Thriving in Place also addresses the major and longstanding city priority of fixing its current approach to reducing housing loss in the face of new development, which most officials agree doesn’t work.
Even with the record spate of new apartment construction across the city, research confirms that the loss of existing dwellings to new development has only been a minor factor in displacement when compared to rising rents and stagnant incomes, affecting less than 1% of units from 2020 to 2022.
Thriving in Place envisions creating a new community-benefits approach to housing loss and contemplates requiring some developers to replace affordable homes they might tear down. The approach would be crafted, however, under relatively narrow parameters set by state laws protecting property rights.
Developers who would either require zoning changes, creation of planned developments or other city concessions to build their housing projects might, in turn, be required to pay relocation aid to tenants being displaced or to build similarly priced units on-site to replace the dwellings being razed.
Or they might also be required to pay a fee in lieu into a housing-loss mitigation fund for each dwelling they eliminate — cash that then would be used to help residents in a variety of ways.
But, under newly revised state laws, developers building their projects “by right” — without needing zoning changes from the city — couldn’t be bound by any of those requirements.
That’s one of several parts of Thriving in Place that also call for city officials to engage with state lawmakers, leaders in other cities and a series of other community partners to press for changes aimed at easing the plight of income-strapped renters.

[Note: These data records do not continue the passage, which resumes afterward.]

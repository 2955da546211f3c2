//! SMB2/3 protocol constants

use crate::error::Error;
use bitflags::bitflags;

/// SMB2 magic as bytes
pub const SMB2_MAGIC: [u8; 4] = [0xFE, b'S', b'M', b'B'];

/// SMB2 magic as u32
pub const SMB2_MAGIC_U32: u32 = 0x424D53FE;

/// SMB2 header size
pub const SMB2_HEADER_SIZE: usize = 64;

/// Message ID the server uses for oplock and lease break notifications
pub const NOTIFICATION_MESSAGE_ID: u64 = u64::MAX;

/// Fixed offsets inside the 64-byte header
pub mod header_offsets {
    pub const STRUCTURE_SIZE: usize = 4;
    pub const CREDIT_CHARGE: usize = 6;
    pub const STATUS: usize = 8;
    pub const COMMAND: usize = 12;
    pub const CREDITS: usize = 14;
    pub const FLAGS: usize = 16;
    pub const NEXT_COMMAND: usize = 20;
    pub const MESSAGE_ID: usize = 24;
    pub const ASYNC_ID: usize = 32;
    pub const SESSION_ID: usize = 40;
    pub const SIGNATURE: usize = 48;
    pub const SIGNATURE_LEN: usize = 16;
}

/// Structure sizes for SMB2 messages
pub mod structure_size {
    pub const HEADER: u16 = 64;
    pub const NEGOTIATE_REQUEST: u16 = 36;
    pub const NEGOTIATE_RESPONSE: u16 = 65;
    pub const SESSION_SETUP_REQUEST: u16 = 25;
    pub const SESSION_SETUP_RESPONSE: u16 = 9;
    pub const LOGOFF: u16 = 4;
    pub const TREE_CONNECT_REQUEST: u16 = 9;
    pub const TREE_CONNECT_RESPONSE: u16 = 16;
    pub const TREE_DISCONNECT: u16 = 4;
    pub const CREATE_REQUEST: u16 = 57;
    pub const CREATE_RESPONSE: u16 = 89;
    pub const ECHO: u16 = 4;
    pub const CANCEL: u16 = 4;
    pub const ERROR_RESPONSE: u16 = 9;
    pub const OPLOCK_BREAK_NOTIFICATION: u16 = 24;
    pub const OPLOCK_BREAK_ACK: u16 = 24;
    pub const LEASE_BREAK_NOTIFICATION: u16 = 44;
}

/// SMB2 Commands (opcodes)
#[derive(Debug, Clone, Copy, PartialEq, Eq, Hash)]
#[repr(u16)]
pub enum Smb2Command {
    Negotiate = 0x00,
    SessionSetup = 0x01,
    Logoff = 0x02,
    TreeConnect = 0x03,
    TreeDisconnect = 0x04,
    Create = 0x05,
    Close = 0x06,
    Flush = 0x07,
    Read = 0x08,
    Write = 0x09,
    Lock = 0x0A,
    Ioctl = 0x0B,
    Cancel = 0x0C,
    Echo = 0x0D,
    QueryDirectory = 0x0E,
    ChangeNotify = 0x0F,
    QueryInfo = 0x10,
    SetInfo = 0x11,
    OplockBreak = 0x12,
    ServerToClientNotification = 0x13,
}

impl TryFrom<u16> for Smb2Command {
    type Error = Error;

    fn try_from(value: u16) -> Result<Self, Self::Error> {
        match value {
            0x00 => Ok(Self::Negotiate),
            0x01 => Ok(Self::SessionSetup),
            0x02 => Ok(Self::Logoff),
            0x03 => Ok(Self::TreeConnect),
            0x04 => Ok(Self::TreeDisconnect),
            0x05 => Ok(Self::Create),
            0x06 => Ok(Self::Close),
            0x07 => Ok(Self::Flush),
            0x08 => Ok(Self::Read),
            0x09 => Ok(Self::Write),
            0x0A => Ok(Self::Lock),
            0x0B => Ok(Self::Ioctl),
            0x0C => Ok(Self::Cancel),
            0x0D => Ok(Self::Echo),
            0x0E => Ok(Self::QueryDirectory),
            0x0F => Ok(Self::ChangeNotify),
            0x10 => Ok(Self::QueryInfo),
            0x11 => Ok(Self::SetInfo),
            0x12 => Ok(Self::OplockBreak),
            0x13 => Ok(Self::ServerToClientNotification),
            _ => Err(Error::DecodeFailure(format!(
                "Invalid SMB2 command: 0x{:04x}",
                value
            ))),
        }
    }
}

impl Smb2Command {
    pub fn from_u16(value: u16) -> crate::Result<Self> {
        value.try_into()
    }

    pub fn to_u16(self) -> u16 {
        self as u16
    }
}

bitflags! {
    /// SMB2 header flags
    #[derive(Debug, Clone, Copy, PartialEq, Eq, Default)]
    pub struct Smb2HeaderFlags: u32 {
        const SERVER_TO_REDIR = 0x00000001;
        const ASYNC_COMMAND = 0x00000002;
        const RELATED_OPERATIONS = 0x00000004;
        const SIGNED = 0x00000008;
        const PRIORITY_MASK = 0x00000070;
        const DFS_OPERATIONS = 0x10000000;
        const REPLAY_OPERATION = 0x20000000;
    }
}

bitflags! {
    /// SMB2 negotiate security mode
    #[derive(Debug, Clone, Copy, PartialEq, Eq, Default)]
    pub struct SecurityMode: u16 {
        const SIGNING_ENABLED = 0x0001;
        const SIGNING_REQUIRED = 0x0002;
    }
}

bitflags! {
    /// SMB2 capabilities
    #[derive(Debug, Clone, Copy, PartialEq, Eq, Default)]
    pub struct Smb2Capabilities: u32 {
        const DFS = 0x00000001;
        const LEASING = 0x00000002;
        const LARGE_MTU = 0x00000004;
        const MULTI_CHANNEL = 0x00000008;
        const PERSISTENT_HANDLES = 0x00000010;
        const DIRECTORY_LEASING = 0x00000020;
        const ENCRYPTION = 0x00000040;
    }
}

bitflags! {
    /// Session flags returned by SESSION_SETUP
    #[derive(Debug, Clone, Copy, PartialEq, Eq, Default)]
    pub struct SessionFlags: u16 {
        const IS_GUEST = 0x0001;
        const IS_NULL = 0x0002;
        const ENCRYPT_DATA = 0x0004;
    }
}

bitflags! {
    /// Share flags
    #[derive(Debug, Clone, Copy, PartialEq, Eq, Default)]
    pub struct ShareFlags: u32 {
        const DFS = 0x00000001;
        const DFS_ROOT = 0x00000002;
        const AUTO_CACHING = 0x00000010;
        const VDO_CACHING = 0x00000020;
        const NO_CACHING = 0x00000030;
        const RESTRICT_EXCLUSIVE_OPENS = 0x00000100;
        const FORCE_SHARED_DELETE = 0x00000200;
        const ALLOW_NAMESPACE_CACHING = 0x00000400;
        const ACCESS_BASED_DIRECTORY_ENUM = 0x00000800;
        const FORCE_LEVELII_OPLOCK = 0x00001000;
        const ENABLE_HASH_V1 = 0x00002000;
        const ENABLE_HASH_V2 = 0x00004000;
        const ENCRYPT_DATA = 0x00008000;
        const IDENTITY_REMOTING = 0x00040000;
        const COMPRESS_DATA = 0x00100000;
    }
}

bitflags! {
    /// Share capabilities
    #[derive(Debug, Clone, Copy, PartialEq, Eq, Default)]
    pub struct ShareCapabilities: u32 {
        const DFS = 0x00000008;
        const CONTINUOUS_AVAILABILITY = 0x00000010;
        const SCALEOUT = 0x00000020;
        const CLUSTER = 0x00000040;
        const ASYMMETRIC = 0x00000080;
        const REDIRECT_TO_OWNER = 0x00000100;
    }
}

/// Share type returned by TREE_CONNECT
#[derive(Debug, Clone, Copy, PartialEq, Eq)]
pub enum ShareType {
    Disk,
    Pipe,
    Print,
    Unknown(u8),
}

impl From<u8> for ShareType {
    fn from(value: u8) -> Self {
        match value {
            0x01 => ShareType::Disk,
            0x02 => ShareType::Pipe,
            0x03 => ShareType::Print,
            other => ShareType::Unknown(other),
        }
    }
}

/// SMB2 dialect versions
#[derive(Debug, Clone, Copy, PartialEq, Eq, PartialOrd, Ord, Hash)]
#[repr(u16)]
pub enum Smb2Dialect {
    Smb202 = 0x0202,
    Smb210 = 0x0210,
    Smb300 = 0x0300,
    Smb302 = 0x0302,
    Smb311 = 0x0311,
}

impl TryFrom<u16> for Smb2Dialect {
    type Error = Error;

    fn try_from(value: u16) -> Result<Self, Self::Error> {
        match value {
            0x0202 => Ok(Self::Smb202),
            0x0210 => Ok(Self::Smb210),
            0x0300 => Ok(Self::Smb300),
            0x0302 => Ok(Self::Smb302),
            0x0311 => Ok(Self::Smb311),
            _ => Err(Error::NegotiationFailed(format!(
                "Unknown SMB2 dialect: 0x{:04x}",
                value
            ))),
        }
    }
}

impl Smb2Dialect {
    /// Every dialect the engine can speak, lowest first
    pub const ALL: [Smb2Dialect; 5] = [
        Smb2Dialect::Smb202,
        Smb2Dialect::Smb210,
        Smb2Dialect::Smb300,
        Smb2Dialect::Smb302,
        Smb2Dialect::Smb311,
    ];

    pub fn from_u16(value: u16) -> crate::Result<Self> {
        value.try_into()
    }

    pub fn to_u16(self) -> u16 {
        self as u16
    }

    /// SMB 3.x family: AES-CMAC signing with derived keys
    pub fn is_smb3(self) -> bool {
        self >= Smb2Dialect::Smb300
    }

    /// 3.1.1 requires negotiate contexts and preauth integrity
    pub fn uses_preauth_integrity(self) -> bool {
        self == Smb2Dialect::Smb311
    }

    /// 2.0.2 predates credit charges
    pub fn uses_credit_charge(self) -> bool {
        self != Smb2Dialect::Smb202
    }

    pub fn parse_name(name: &str) -> crate::Result<Self> {
        match name {
            "2.0.2" | "202" => Ok(Smb2Dialect::Smb202),
            "2.1" | "210" => Ok(Smb2Dialect::Smb210),
            "3.0" | "300" => Ok(Smb2Dialect::Smb300),
            "3.0.2" | "302" => Ok(Smb2Dialect::Smb302),
            "3.1.1" | "311" => Ok(Smb2Dialect::Smb311),
            _ => Err(Error::InvalidParameter(format!("unknown dialect {}", name))),
        }
    }
}

impl std::fmt::Display for Smb2Dialect {
    fn fmt(&self, f: &mut std::fmt::Formatter<'_>) -> std::fmt::Result {
        let name = match self {
            Smb2Dialect::Smb202 => "2.0.2",
            Smb2Dialect::Smb210 => "2.1",
            Smb2Dialect::Smb300 => "3.0",
            Smb2Dialect::Smb302 => "3.0.2",
            Smb2Dialect::Smb311 => "3.1.1",
        };
        f.write_str(name)
    }
}

/// Negotiate context types (3.1.1)
pub mod negotiate_context_type {
    pub const PREAUTH_INTEGRITY_CAPABILITIES: u16 = 0x0001;
    pub const ENCRYPTION_CAPABILITIES: u16 = 0x0002;
    pub const SIGNING_CAPABILITIES: u16 = 0x0008;
}

/// Preauth integrity hash algorithm identifiers
pub mod hash_algorithm {
    pub const SHA512: u16 = 0x0001;
}

/// Signing algorithm identifiers carried in the signing capabilities context
#[derive(Debug, Clone, Copy, PartialEq, Eq)]
#[repr(u16)]
pub enum SigningAlgorithmId {
    HmacSha256 = 0x0000,
    AesCmac = 0x0001,
    AesGmac = 0x0002,
}

impl TryFrom<u16> for SigningAlgorithmId {
    type Error = Error;

    fn try_from(value: u16) -> Result<Self, Self::Error> {
        match value {
            0x0000 => Ok(Self::HmacSha256),
            0x0001 => Ok(Self::AesCmac),
            0x0002 => Ok(Self::AesGmac),
            _ => Err(Error::NegotiationFailed(format!(
                "Unknown signing algorithm: 0x{:04x}",
                value
            ))),
        }
    }
}

/// Oplock levels
pub mod oplock_level {
    pub const NONE: u8 = 0x00;
    pub const LEVEL_II: u8 = 0x01;
    pub const EXCLUSIVE: u8 = 0x08;
    pub const BATCH: u8 = 0x09;
    pub const LEASE: u8 = 0xFF;
}

/// Impersonation levels
pub mod impersonation_level {
    pub const ANONYMOUS: u32 = 0x00000000;
    pub const IDENTIFICATION: u32 = 0x00000001;
    pub const IMPERSONATION: u32 = 0x00000002;
    pub const DELEGATION: u32 = 0x00000003;
}

/// Create disposition values
pub mod create_disposition {
    pub const SUPERSEDE: u32 = 0x00000000;
    pub const OPEN: u32 = 0x00000001;
    pub const CREATE: u32 = 0x00000002;
    pub const OPEN_IF: u32 = 0x00000003;
    pub const OVERWRITE: u32 = 0x00000004;
    pub const OVERWRITE_IF: u32 = 0x00000005;
}

bitflags! {
    /// File access rights used by the CREATE envelope
    #[derive(Debug, Clone, Copy, PartialEq, Eq, Default)]
    pub struct DesiredAccess: u32 {
        const FILE_READ_DATA = 0x00000001;
        const FILE_WRITE_DATA = 0x00000002;
        const FILE_READ_ATTRIBUTES = 0x00000080;
        const DELETE = 0x00010000;
        const READ_CONTROL = 0x00020000;
        const SYNCHRONIZE = 0x00100000;
        const MAXIMUM_ALLOWED = 0x02000000;
        const GENERIC_ALL = 0x10000000;
        const GENERIC_WRITE = 0x40000000;
        const GENERIC_READ = 0x80000000;
    }
}

bitflags! {
    /// File share access rights
    #[derive(Debug, Clone, Copy, PartialEq, Eq, Default)]
    pub struct ShareAccess: u32 {
        const FILE_SHARE_READ = 0x00000001;
        const FILE_SHARE_WRITE = 0x00000002;
        const FILE_SHARE_DELETE = 0x00000004;
    }
}

/// Largest payload a single credit covers once LARGE_MTU is negotiated
pub const CREDIT_PAYLOAD_SIZE: usize = 65536;

/// Maximum direct-TCP frame body (24-bit length)
pub const MAX_DIRECT_TCP_FRAME: usize = 0x00FF_FFFF;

Mendenhall said she was confident that with the city’s involvement since early 2022 in policy review by the state Commission on Housing Affordability, Salt Lake City can build a working community-benefits approach to improve housing stability and promote more deeply affordable housing.
“Because of our transparency and our sharing of our strategy, we’re not catching anyone off guard. We invite the state to work with us on developing a community-benefit policy, because we want this to last,” she said.
“This is not a political policy. This is about progress on housing that lasts.”